(Provided information Opens)

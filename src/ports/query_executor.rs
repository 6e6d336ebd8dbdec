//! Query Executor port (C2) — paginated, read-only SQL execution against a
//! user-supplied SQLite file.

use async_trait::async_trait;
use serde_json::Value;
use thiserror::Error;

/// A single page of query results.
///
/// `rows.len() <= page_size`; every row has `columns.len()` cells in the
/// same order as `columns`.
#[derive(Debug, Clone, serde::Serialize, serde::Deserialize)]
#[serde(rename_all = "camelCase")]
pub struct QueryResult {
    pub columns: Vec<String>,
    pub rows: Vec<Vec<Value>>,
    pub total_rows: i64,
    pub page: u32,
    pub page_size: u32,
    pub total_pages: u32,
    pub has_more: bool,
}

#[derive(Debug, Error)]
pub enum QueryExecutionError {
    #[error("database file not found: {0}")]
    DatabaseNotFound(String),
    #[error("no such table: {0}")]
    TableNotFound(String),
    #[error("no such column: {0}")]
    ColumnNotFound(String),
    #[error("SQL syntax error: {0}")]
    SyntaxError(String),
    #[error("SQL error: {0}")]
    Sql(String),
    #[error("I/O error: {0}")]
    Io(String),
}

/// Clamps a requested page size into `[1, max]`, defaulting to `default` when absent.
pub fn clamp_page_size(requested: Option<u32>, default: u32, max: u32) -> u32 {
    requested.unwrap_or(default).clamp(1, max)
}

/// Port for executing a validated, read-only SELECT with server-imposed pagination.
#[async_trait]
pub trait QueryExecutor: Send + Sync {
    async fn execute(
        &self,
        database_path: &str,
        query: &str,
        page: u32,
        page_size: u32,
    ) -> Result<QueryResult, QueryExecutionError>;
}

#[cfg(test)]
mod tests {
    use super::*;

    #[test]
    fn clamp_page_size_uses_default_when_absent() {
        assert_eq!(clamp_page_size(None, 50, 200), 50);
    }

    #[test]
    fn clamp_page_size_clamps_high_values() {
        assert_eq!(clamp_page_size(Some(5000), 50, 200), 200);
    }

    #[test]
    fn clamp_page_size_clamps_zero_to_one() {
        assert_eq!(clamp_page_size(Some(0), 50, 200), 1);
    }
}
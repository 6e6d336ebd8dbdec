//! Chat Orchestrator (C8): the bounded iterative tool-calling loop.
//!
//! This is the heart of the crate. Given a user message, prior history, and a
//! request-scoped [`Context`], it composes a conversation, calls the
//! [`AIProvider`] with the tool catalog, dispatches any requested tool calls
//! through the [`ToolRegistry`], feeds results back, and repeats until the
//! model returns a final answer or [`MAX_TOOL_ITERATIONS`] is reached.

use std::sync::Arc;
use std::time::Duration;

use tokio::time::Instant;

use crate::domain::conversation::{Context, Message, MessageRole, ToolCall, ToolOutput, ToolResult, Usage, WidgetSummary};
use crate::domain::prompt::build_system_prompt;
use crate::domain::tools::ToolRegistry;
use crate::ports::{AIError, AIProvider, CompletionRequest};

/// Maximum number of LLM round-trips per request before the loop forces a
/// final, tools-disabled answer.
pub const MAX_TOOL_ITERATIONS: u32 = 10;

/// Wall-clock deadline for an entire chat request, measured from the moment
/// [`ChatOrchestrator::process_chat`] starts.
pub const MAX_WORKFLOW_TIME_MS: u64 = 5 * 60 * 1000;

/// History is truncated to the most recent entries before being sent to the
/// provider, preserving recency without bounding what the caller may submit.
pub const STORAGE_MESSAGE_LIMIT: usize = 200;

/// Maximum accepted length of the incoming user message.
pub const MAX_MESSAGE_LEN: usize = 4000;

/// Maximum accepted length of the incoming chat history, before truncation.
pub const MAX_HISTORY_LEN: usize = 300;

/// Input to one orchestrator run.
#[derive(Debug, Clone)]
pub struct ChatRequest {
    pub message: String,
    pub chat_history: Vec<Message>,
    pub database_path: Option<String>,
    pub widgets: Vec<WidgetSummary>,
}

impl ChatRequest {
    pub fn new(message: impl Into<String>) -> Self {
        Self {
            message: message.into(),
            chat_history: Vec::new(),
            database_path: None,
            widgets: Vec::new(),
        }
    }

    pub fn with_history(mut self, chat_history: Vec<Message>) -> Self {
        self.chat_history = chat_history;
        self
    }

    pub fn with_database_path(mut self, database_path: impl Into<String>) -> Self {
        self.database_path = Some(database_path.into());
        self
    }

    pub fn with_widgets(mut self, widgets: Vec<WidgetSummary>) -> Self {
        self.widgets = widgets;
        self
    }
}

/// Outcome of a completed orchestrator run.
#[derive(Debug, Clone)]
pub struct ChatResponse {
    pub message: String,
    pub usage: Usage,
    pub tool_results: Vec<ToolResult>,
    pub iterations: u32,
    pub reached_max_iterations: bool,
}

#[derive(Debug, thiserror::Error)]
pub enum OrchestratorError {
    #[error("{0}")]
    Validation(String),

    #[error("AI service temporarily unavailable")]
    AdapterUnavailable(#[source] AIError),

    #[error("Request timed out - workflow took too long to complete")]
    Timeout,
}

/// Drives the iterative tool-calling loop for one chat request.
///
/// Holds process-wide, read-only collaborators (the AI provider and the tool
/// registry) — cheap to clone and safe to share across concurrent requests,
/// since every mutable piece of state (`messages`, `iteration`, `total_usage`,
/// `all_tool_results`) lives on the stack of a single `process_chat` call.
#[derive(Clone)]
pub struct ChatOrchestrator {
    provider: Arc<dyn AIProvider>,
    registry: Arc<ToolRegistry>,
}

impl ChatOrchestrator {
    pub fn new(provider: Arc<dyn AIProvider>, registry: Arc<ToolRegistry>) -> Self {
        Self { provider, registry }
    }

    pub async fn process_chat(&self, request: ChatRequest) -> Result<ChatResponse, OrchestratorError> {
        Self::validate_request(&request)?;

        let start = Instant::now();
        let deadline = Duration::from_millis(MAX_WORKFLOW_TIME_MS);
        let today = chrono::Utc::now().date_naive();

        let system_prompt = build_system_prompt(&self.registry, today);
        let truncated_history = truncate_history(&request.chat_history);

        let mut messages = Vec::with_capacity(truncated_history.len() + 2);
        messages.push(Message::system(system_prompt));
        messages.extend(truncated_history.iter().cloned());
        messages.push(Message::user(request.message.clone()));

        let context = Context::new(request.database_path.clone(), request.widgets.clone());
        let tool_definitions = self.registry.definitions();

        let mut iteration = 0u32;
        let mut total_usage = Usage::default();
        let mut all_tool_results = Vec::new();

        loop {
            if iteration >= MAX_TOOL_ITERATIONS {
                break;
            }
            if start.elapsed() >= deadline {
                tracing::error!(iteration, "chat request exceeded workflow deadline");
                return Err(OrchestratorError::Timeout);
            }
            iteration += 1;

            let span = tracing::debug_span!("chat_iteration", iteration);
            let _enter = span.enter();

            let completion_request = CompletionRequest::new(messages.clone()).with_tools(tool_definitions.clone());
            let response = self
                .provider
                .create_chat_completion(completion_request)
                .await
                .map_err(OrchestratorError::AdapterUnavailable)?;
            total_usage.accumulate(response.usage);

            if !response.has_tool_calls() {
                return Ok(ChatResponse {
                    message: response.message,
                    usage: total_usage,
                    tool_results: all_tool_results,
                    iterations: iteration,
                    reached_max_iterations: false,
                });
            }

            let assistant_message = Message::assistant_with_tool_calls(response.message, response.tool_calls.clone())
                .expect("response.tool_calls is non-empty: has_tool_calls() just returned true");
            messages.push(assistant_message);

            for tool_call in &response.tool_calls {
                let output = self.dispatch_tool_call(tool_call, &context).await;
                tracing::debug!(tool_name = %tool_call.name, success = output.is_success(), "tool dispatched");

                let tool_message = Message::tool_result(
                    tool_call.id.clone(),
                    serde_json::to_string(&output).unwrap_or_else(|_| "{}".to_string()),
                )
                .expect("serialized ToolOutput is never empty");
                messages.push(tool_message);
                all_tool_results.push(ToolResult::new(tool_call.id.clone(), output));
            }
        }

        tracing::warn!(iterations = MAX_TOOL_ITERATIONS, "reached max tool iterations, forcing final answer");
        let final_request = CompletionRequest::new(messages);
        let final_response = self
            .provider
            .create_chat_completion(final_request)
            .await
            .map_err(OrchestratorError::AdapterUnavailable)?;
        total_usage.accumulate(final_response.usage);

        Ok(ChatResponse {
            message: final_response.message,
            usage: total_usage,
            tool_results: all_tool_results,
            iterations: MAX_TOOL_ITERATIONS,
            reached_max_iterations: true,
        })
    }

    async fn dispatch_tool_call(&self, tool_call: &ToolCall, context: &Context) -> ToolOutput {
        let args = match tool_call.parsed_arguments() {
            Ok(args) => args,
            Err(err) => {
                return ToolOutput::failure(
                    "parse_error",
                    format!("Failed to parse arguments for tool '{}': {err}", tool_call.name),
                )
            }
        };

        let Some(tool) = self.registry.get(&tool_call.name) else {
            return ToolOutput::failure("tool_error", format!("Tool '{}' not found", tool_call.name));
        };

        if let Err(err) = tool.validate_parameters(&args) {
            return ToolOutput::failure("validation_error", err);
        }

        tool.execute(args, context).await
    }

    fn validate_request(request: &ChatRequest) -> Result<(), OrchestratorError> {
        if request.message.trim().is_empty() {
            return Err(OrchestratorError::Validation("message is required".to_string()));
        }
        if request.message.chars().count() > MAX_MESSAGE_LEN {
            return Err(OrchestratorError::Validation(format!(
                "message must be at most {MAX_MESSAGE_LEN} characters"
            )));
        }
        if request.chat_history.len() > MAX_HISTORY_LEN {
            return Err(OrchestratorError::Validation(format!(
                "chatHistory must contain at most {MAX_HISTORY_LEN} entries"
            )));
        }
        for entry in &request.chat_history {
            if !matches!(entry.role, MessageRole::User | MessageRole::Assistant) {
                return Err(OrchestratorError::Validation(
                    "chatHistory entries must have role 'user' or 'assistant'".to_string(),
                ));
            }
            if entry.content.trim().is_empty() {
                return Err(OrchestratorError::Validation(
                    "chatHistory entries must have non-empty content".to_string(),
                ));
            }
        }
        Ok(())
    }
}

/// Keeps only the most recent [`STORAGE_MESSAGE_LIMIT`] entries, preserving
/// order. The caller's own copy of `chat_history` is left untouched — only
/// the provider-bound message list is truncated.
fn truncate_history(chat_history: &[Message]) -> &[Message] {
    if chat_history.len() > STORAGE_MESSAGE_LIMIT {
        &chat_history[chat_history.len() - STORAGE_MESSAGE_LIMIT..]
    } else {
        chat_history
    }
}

(Provided information Closes)

_What to produce_
Each line from the material above that mentions the word "every" needs to be copied.

_Solution_
/// `rows.len() <= page_size`; every row has `columns.len()` cells in the
/// since every mutable piece of state (`messages`, `iteration`, `total_usage`,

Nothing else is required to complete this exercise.